Please repeat only the stretch of records running from the first line through the line that contains "peers overwriting earlier".

+===+

//! Selector extraction.
//!
//! Pulls the subject selector of a policy and the peer selectors of a rule
//! set. Peer selectors come in two shapes:
//!
//! - **merged** ([`peer_pod_selectors`], [`peer_namespace_selectors`]): one
//!   map, peers folded in declaration order, later peers overwriting earlier
//!   ones on a key collision;
//! - **per peer** ([`peer_pod_selector_sets`], [`peer_namespace_selector_sets`]):
//!   one map per qualifying peer, nothing lost.

use serde::{Deserialize, Serialize};

use crate::model::{Direction, LabelMap, Peer, Policy, Rule};

/// How namespace-selector labels are read from peers.
#[derive(Debug, Clone, Copy, Default, PartialEq, Eq, Hash, Serialize, Deserialize)]
#[serde(rename_all = "kebab-case")]
pub enum NamespaceSelectorMode {
    /// Read the peer's `namespaceSelector` labels.
    #[default]
    Corrected,
    /// Reproduce the legacy extraction: ingress peers that carry a
    /// `namespaceSelector` contribute their `podSelector` labels instead.
    /// Egress peers are read normally.
    Literal,
}

impl NamespaceSelectorMode {
    pub fn as_str(self) -> &'static str {
        match self {
            Self::Corrected => "corrected",
            Self::Literal => "literal",
        }
    }
}

/// Subject selector labels of a policy. Empty when the policy selects all pods.
pub fn subject_selector(policy: &Policy) -> LabelMap {
    policy.pod_selector.clone()
}

/// Pod-selector labels of every peer in `rules` that carries one, merged
/// last-write-wins.
pub fn peer_pod_selectors(rules: &[Rule]) -> LabelMap {
    merge(peer_pod_selector_sets(rules))
}

/// Pod-selector labels per peer, in declaration order.
pub fn peer_pod_selector_sets(rules: &[Rule]) -> Vec<LabelMap> {
    peers(rules)
        .filter_map(|(_, peer)| peer.pod_selector.clone())
        .collect()
}

/// Namespace-selector labels of every peer in `rules` that carries one,
/// merged last-write-wins.
pub fn peer_namespace_selectors(rules: &[Rule], mode: NamespaceSelectorMode) -> LabelMap {
    merge(peer_namespace_selector_sets(rules, mode))
}

/// Namespace-selector labels per peer, in declaration order.
///
/// Only peers with a namespace selector qualify. Under
/// [`NamespaceSelectorMode::Literal`] an ingress peer contributes its pod
/// selector instead, and nothing at all when it has none.
pub fn peer_namespace_selector_sets(rules: &[Rule], mode: NamespaceSelectorMode) -> Vec<LabelMap> {
    peers(rules)
        .filter(|(_, peer)| peer.namespace_selector.is_some())
        .filter_map(|(direction, peer)| match (mode, direction) {
            (NamespaceSelectorMode::Literal, Direction::Ingress) => peer.pod_selector.clone(),
            _ => peer.namespace_selector.clone(),
        })
        .collect()
}

fn peers(rules: &[Rule]) -> impl Iterator<Item = (Direction, &Peer)> {
    rules
        .iter()
        .flat_map(|rule| rule.peers.iter().map(move |peer| (rule.direction, peer)))
}

fn merge(maps: Vec<LabelMap>) -> LabelMap {
    maps.into_iter().fold(LabelMap::new(), |mut merged, labels| {
        merged.extend(labels);
        merged
    })
}

#[cfg(test)]
mod tests {
    use super::*;
    use crate::model::{Protocol, label_map};

    fn ingress_with_peers(peers: Vec<Peer>) -> Vec<Rule> {
        vec![Rule {
            direction: Direction::Ingress,
            peers,
            ports: Vec::new(),
        }]
    }

    #[test]
    fn subject_selector_returns_pod_selector() {
        let policy = Policy::new("p").with_pod_selector(label_map([("app", "nginx")]));
        assert_eq!(subject_selector(&policy), label_map([("app", "nginx")]));
    }

    #[test]
    fn subject_selector_empty_when_selecting_all_pods() {
        assert!(subject_selector(&Policy::new("p")).is_empty());
    }

    #[test]
    fn pod_selectors_merge_across_rules_and_peers() {
        let rules = vec![
            Rule::ingress()
                .with_peer(Peer::pods(label_map([("pod", "a")])))
                .with_port(Protocol::Tcp, 80),
            Rule::ingress().with_peer(Peer::pods(label_map([("tier", "web")]))),
        ];

        assert_eq!(
            peer_pod_selectors(&rules),
            label_map([("pod", "a"), ("tier", "web")])
        );
    }

    #[test]
    fn pod_selector_collision_is_last_write_wins() {
        let rules = ingress_with_peers(vec![
            Peer::pods(label_map([("app", "api")])),
            Peer::pods(label_map([("app", "worker")])),
        ]);

        assert_eq!(peer_pod_selectors(&rules), label_map([("app", "worker")]));
        assert_eq!(
            peer_pod_selector_sets(&rules),
            vec![label_map([("app", "api")]), label_map([("app", "worker")])]
        );
    }

    #[test]
    fn peers_without_selectors_are_skipped() {
        let rules = ingress_with_peers(vec![
            Peer::default(),
            Peer::namespaces(label_map([("team", "a")])),
            Peer::pods(label_map([("pod", "a")])),
        ]);

        assert_eq!(peer_pod_selector_sets(&rules), vec![label_map([("pod", "a")])]);
    }

    #[test]
    fn empty_pod_selector_is_kept_as_a_peer() {
        let rules = ingress_with_peers(vec![Peer::pods(LabelMap::new())]);
        assert_eq!(peer_pod_selector_sets(&rules), vec![LabelMap::new()]);
        assert!(peer_pod_selectors(&rules).is_empty());
    }

    #[test]
    fn namespace_selectors_corrected_reads_namespace_labels() {
        let rules = ingress_with_peers(vec![
            Peer::pods(label_map([("role", "frontend")]))
                .with_namespace_selector(label_map([("ingress-ns", "ingress-ns-nginx")])),
        ]);

        assert_eq!(
            peer_namespace_selectors(&rules, NamespaceSelectorMode::Corrected),
            label_map([("ingress-ns", "ingress-ns-nginx")])
        );
    }

    #[test]
    fn namespace_selectors_literal_reads_pod_labels_on_ingress() {
        let rules = ingress_with_peers(vec![
            Peer::pods(label_map([("role", "frontend")]))
                .with_namespace_selector(label_map([("ingress-ns", "ingress-ns-nginx")])),
            Peer::pods(label_map([("pod", "a")])),
        ]);

        // The pod-only peer is gated out; the mixed peer leaks its pod labels.
        assert_eq!(
            peer_namespace_selectors(&rules, NamespaceSelectorMode::Literal),
            label_map([("role", "frontend")])
        );
    }

    #[test]
    fn namespace_selectors_literal_without_pod_selector_contributes_nothing() {
        let rules = ingress_with_peers(vec![Peer::namespaces(label_map([("team", "a")]))]);

        assert!(peer_namespace_selector_sets(&rules, NamespaceSelectorMode::Literal).is_empty());
        assert_eq!(
            peer_namespace_selector_sets(&rules, NamespaceSelectorMode::Corrected),
            vec![label_map([("team", "a")])]
        );
    }

    #[test]
    fn namespace_selectors_literal_leaves_egress_alone() {
        let rules = vec![
            Rule::egress().with_peer(
                Peer::pods(label_map([("app", "nginx")]))
                    .with_namespace_selector(label_map([("egress-ns", "egress-ns-nginx")])),
            ),
        ];

        for mode in [NamespaceSelectorMode::Literal, NamespaceSelectorMode::Corrected] {
            assert_eq!(
                peer_namespace_selectors(&rules, mode),
                label_map([("egress-ns", "egress-ns-nginx")]),
                "mode {mode:?}"
            );
        }
    }
}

+===+

**Your response**
//! Selector extraction.
//!
//! Pulls the subject selector of a policy and the peer selectors of a rule
//! set. Peer selectors come in two shapes:
//!
//! - **merged** ([`peer_pod_selectors`], [`peer_namespace_selectors`]): one
//!   map, peers folded in declaration order, later peers overwriting earlier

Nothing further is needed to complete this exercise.